Over the course of time, the 1000 (whose name was pronounced “mille” in French) was available in a number of versions featuring different equipment levels and variations of the original Type 315 engine.
In 1963 the poverty spec Simca 900 was released. In spite of the name change, it also had the 944 cc engine with 36 PS (26 kW), but the 1000 now gained three more horsepower. In 1966 only the 900C was available, equipped with the more powerful iteration of the 315. In late 1968 the low cost Simca 4 CV (marketed in France as the Simc’4) appeared, powered by a 777 cc unit providing 31 PS (23 kW) (DIN), and very competitively priced.
Power was later increased somewhat, to 33 PS (24 kW).
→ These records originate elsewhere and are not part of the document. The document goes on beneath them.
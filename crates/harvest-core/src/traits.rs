use std::future::Future;

use crate::entity::EntityRecord;
use crate::error::AppError;
use crate::models::{ListCursor, PageListing, PageTask};
use crate::query::Filter;
use crate::schema::EntityKind;

/// Read-only access to the wiki: a cursor-paginated page listing and
/// per-page raw content.
///
/// Errors must be classified through [`AppError::is_retryable`]: network
/// trouble, rate limiting and 5xx responses are transient; missing pages and
/// undecodable responses are permanent.
pub trait PageSource: Send + Sync + Clone {
    /// List one batch of pages starting at `cursor`.
    fn list_pages(
        &self,
        cursor: &ListCursor,
    ) -> impl Future<Output = Result<PageListing, AppError>> + Send;

    /// Fetch the raw wikitext of one page.
    fn fetch_page(&self, task: &PageTask) -> impl Future<Output = Result<String, AppError>> + Send;
}

/// What an upsert did to the stored row.
#[derive(Debug, Clone, Copy, PartialEq, Eq)]
pub enum UpsertOutcome {
    Inserted,
    Updated,
    /// A row with identical data already existed.
    Unchanged,
}

/// Persists validated records, one table per entity kind keyed by name.
pub trait RecordStore: Send + Sync + Clone {
    /// Insert or replace the row keyed by `(record.kind, record.name)`.
    fn upsert(
        &self,
        record: &EntityRecord,
    ) -> impl Future<Output = Result<UpsertOutcome, AppError>> + Send;

    fn get(
        &self,
        kind: EntityKind,
        name: &str,
    ) -> impl Future<Output = Result<Option<EntityRecord>, AppError>> + Send;

    /// All records of `kind` matching `filter`, ordered by name.
    fn query(
        &self,
        kind: EntityKind,
        filter: &Filter,
    ) -> impl Future<Output = Result<Vec<EntityRecord>, AppError>> + Send;

    /// Every stored name of `kind`, ordered.
    fn names(&self, kind: EntityKind) -> impl Future<Output = Result<Vec<String>, AppError>> + Send;

    fn count(&self, kind: EntityKind) -> impl Future<Output = Result<i64, AppError>> + Send;
}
The 1000 engine was updated simultaneously, it was now called the type 349. At the top end of the range, the 1118 cc unit from the larger Simca 1100 was added for the 1969 model year (the Simca 1000 was marketed in the US as Simca 1118). The engine was again expanded to 1294cc in 1971 and fitted to 1000 in 1972.
Apart from the standard manual transmission, some versions could be fitted with a three-speed semiautomatic developed by Ferodo.
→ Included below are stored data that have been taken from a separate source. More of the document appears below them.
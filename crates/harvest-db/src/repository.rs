use std::collections::BTreeMap;

use chrono::{DateTime, Utc};
use harvest_core::entity::{AttributeValue, EntityRecord, RecordSource};
use harvest_core::error::AppError;
use harvest_core::models::PageId;
use harvest_core::query::{Filter, Op};
use harvest_core::schema::{EntityKind, Field, parse_number};
use harvest_core::traits::{RecordStore, UpsertOutcome};
use sqlx::{Pool, Sqlite, SqlitePool};

const ROW_COLUMNS: &str = "name, page_id, page_title, fetched_at, content_hash, attributes";

const SOURCE_COLUMNS: [&str; 7] = [
    "page_id",
    "page_title",
    "fetched_at",
    "content_hash",
    "data_hash",
    "attributes",
    "updated_at",
];

/// Entity persistence in SQLite, one table per [`EntityKind`] keyed by name.
///
/// Each declared field has a text column holding its display value, which is
/// what filters match against. The typed values are kept alongside as JSON so
/// records read back exactly as they were written.
#[derive(Clone)]
pub struct EntityRepository {
    pool: Pool<Sqlite>,
}

impl EntityRepository {
    pub fn new(pool: SqlitePool) -> Self {
        Self { pool }
    }

    /// Insert or replace the row for `(record.kind, record.name)`.
    ///
    /// A row whose data hash already matches keeps its attributes and reports
    /// [`UpsertOutcome::Unchanged`]; only its source columns are refreshed.
    pub async fn upsert(&self, record: &EntityRecord) -> Result<UpsertOutcome, AppError> {
        let table = record.kind.table();
        let data_hash = record.data_hash();
        let mut tx = self.pool.begin().await.map_err(db_err)?;

        let existing: Option<String> =
            sqlx::query_scalar(&format!("SELECT data_hash FROM {table} WHERE name = ?"))
                .bind(&record.name)
                .fetch_optional(&mut *tx)
                .await
                .map_err(db_err)?;

        let outcome = match existing {
            None => UpsertOutcome::Inserted,
            Some(stored) if stored == data_hash => {
                sqlx::query(&format!(
                    "UPDATE {table} SET page_id = ?, page_title = ?, fetched_at = ?, \
                     content_hash = ?, updated_at = ? WHERE name = ?"
                ))
                .bind(record.source.page_id.0 as i64)
                .bind(&record.source.title)
                .bind(record.source.fetched_at)
                .bind(&record.source.content_hash)
                .bind(Utc::now())
                .bind(&record.name)
                .execute(&mut *tx)
                .await
                .map_err(db_err)?;
                tx.commit().await.map_err(db_err)?;
                return Ok(UpsertOutcome::Unchanged);
            }
            Some(_) => UpsertOutcome::Updated,
        };

        let sql = upsert_sql(record.kind);
        let attributes = serde_json::to_string(&record.attributes)?;
        let mut query = sqlx::query(&sql).bind(&record.name);
        for field in attribute_fields(record.kind) {
            query = query.bind(record.text(field));
        }
        query
            .bind(record.source.page_id.0 as i64)
            .bind(&record.source.title)
            .bind(record.source.fetched_at)
            .bind(&record.source.content_hash)
            .bind(&data_hash)
            .bind(attributes)
            .bind(Utc::now())
            .execute(&mut *tx)
            .await
            .map_err(db_err)?;

        tx.commit().await.map_err(db_err)?;
        Ok(outcome)
    }

    pub async fn get(&self, kind: EntityKind, name: &str) -> Result<Option<EntityRecord>, AppError> {
        let row = sqlx::query_as::<_, EntityRow>(&format!(
            "SELECT {ROW_COLUMNS} FROM {} WHERE name = ?",
            kind.table()
        ))
        .bind(name)
        .fetch_optional(&self.pool)
        .await
        .map_err(db_err)?;

        row.map(|row| row.into_record(kind)).transpose()
    }

    /// Records of `kind` matching `filter`, ordered by name.
    ///
    /// Clauses narrow the scan in SQL; the filter is then applied to each
    /// decoded record, so results agree exactly with [`Filter::matches`].
    pub async fn query(&self, kind: EntityKind, filter: &Filter) -> Result<Vec<EntityRecord>, AppError> {
        filter.check_kind(kind)?;

        let mut conditions = Vec::with_capacity(filter.clauses.len());
        let mut params = Vec::with_capacity(filter.clauses.len());
        for clause in &filter.clauses {
            let column = clause.field.column();
            match clause.op {
                // NOCASE only folds ASCII; other values are left to `matches`.
                Op::Eq if clause.value.is_ascii() => {
                    conditions.push(format!("{column} = ? COLLATE NOCASE"));
                    params.push(Param::Text(clause.value.clone()));
                }
                Op::Eq => {}
                op => {
                    let Some(bound) = parse_number(&clause.value) else {
                        continue;
                    };
                    conditions.push(format!(
                        "CAST(REPLACE(REPLACE({column}, ',', ''), ' ', '') AS REAL) {} ?",
                        op.as_str()
                    ));
                    params.push(Param::Number(bound));
                }
            }
        }

        let mut sql = format!("SELECT {ROW_COLUMNS} FROM {}", kind.table());
        if !conditions.is_empty() {
            sql.push_str(" WHERE ");
            sql.push_str(&conditions.join(" AND "));
        }
        sql.push_str(" ORDER BY name");

        let mut query = sqlx::query_as::<_, EntityRow>(&sql);
        for param in params {
            query = match param {
                Param::Text(text) => query.bind(text),
                Param::Number(number) => query.bind(number),
            };
        }
        let rows = query.fetch_all(&self.pool).await.map_err(db_err)?;

        let mut records = Vec::with_capacity(rows.len());
        for row in rows {
            let record = row.into_record(kind)?;
            if filter.matches(&record) {
                records.push(record);
            }
        }
        tracing::debug!(%kind, filter = %filter, matched = records.len(), "Store query");
        Ok(records)
    }

    pub async fn names(&self, kind: EntityKind) -> Result<Vec<String>, AppError> {
        sqlx::query_scalar(&format!("SELECT name FROM {} ORDER BY name", kind.table()))
            .fetch_all(&self.pool)
            .await
            .map_err(db_err)
    }

    pub async fn count(&self, kind: EntityKind) -> Result<i64, AppError> {
        sqlx::query_scalar(&format!("SELECT COUNT(*) FROM {}", kind.table()))
            .fetch_one(&self.pool)
            .await
            .map_err(db_err)
    }

    /// Check database connectivity.
    pub async fn health_check(&self) -> Result<(), AppError> {
        sqlx::query("SELECT 1")
            .execute(&self.pool)
            .await
            .map_err(db_err)?;
        Ok(())
    }
}

fn db_err(e: sqlx::Error) -> AppError {
    AppError::DatabaseError(e.to_string())
}

/// Declared fields stored in their own column, besides the `name` key.
fn attribute_fields(kind: EntityKind) -> impl Iterator<Item = Field> {
    kind.fields().iter().copied().filter(|f| *f != Field::Name)
}

fn upsert_sql(kind: EntityKind) -> String {
    let columns: Vec<&str> = std::iter::once("name")
        .chain(attribute_fields(kind).map(|f| f.column()))
        .chain(SOURCE_COLUMNS)
        .collect();
    let placeholders = vec!["?"; columns.len()].join(", ");
    let updates = columns[1..]
        .iter()
        .map(|c| format!("{c} = excluded.{c}"))
        .collect::<Vec<_>>()
        .join(", ");
    format!(
        "INSERT INTO {} ({}) VALUES ({placeholders}) ON CONFLICT(name) DO UPDATE SET {updates}",
        kind.table(),
        columns.join(", ")
    )
}

enum Param {
    Text(String),
    Number(f64),
}

// -- Internal row type for sqlx deserialization --

#[derive(sqlx::FromRow)]
struct EntityRow {
    name: String,
    page_id: i64,
    page_title: String,
    fetched_at: DateTime<Utc>,
    content_hash: String,
    attributes: String,
}

impl EntityRow {
    fn into_record(self, kind: EntityKind) -> Result<EntityRecord, AppError> {
        let attributes: BTreeMap<Field, AttributeValue> = serde_json::from_str(&self.attributes)
            .map_err(|e| {
                AppError::DatabaseError(format!("Corrupt attributes for {kind} '{}': {e}", self.name))
            })?;
        Ok(EntityRecord {
            kind,
            name: self.name,
            attributes,
            source: RecordSource {
                page_id: PageId(self.page_id as u64),
                title: self.page_title,
                fetched_at: self.fetched_at,
                content_hash: self.content_hash,
            },
        })
    }
}

// -- Trait implementation --

impl RecordStore for EntityRepository {
    async fn upsert(&self, record: &EntityRecord) -> Result<UpsertOutcome, AppError> {
        EntityRepository::upsert(self, record).await
    }

    async fn get(&self, kind: EntityKind, name: &str) -> Result<Option<EntityRecord>, AppError> {
        EntityRepository::get(self, kind, name).await
    }

    async fn query(&self, kind: EntityKind, filter: &Filter) -> Result<Vec<EntityRecord>, AppError> {
        EntityRepository::query(self, kind, filter).await
    }

    async fn names(&self, kind: EntityKind) -> Result<Vec<String>, AppError> {
        EntityRepository::names(self, kind).await
    }

    async fn count(&self, kind: EntityKind) -> Result<i64, AppError> {
        EntityRepository::count(self, kind).await
    }
}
The car underwent a light facelift first shown at the 1968 Paris Motor Show (for the 1969 model year): new hubcaps, redesigned bumpers, bigger headlamps, and square taillights.
The high-specification versions were offered in the British market with a walnut dashboard decor. In 1977, the model was revised for the last time, gaining the new names of 1005/1006 (depending on the specifications), to put it in line with the newer Simca 1307 and its derivatives. Production stopped in 1978 without a direct replacement.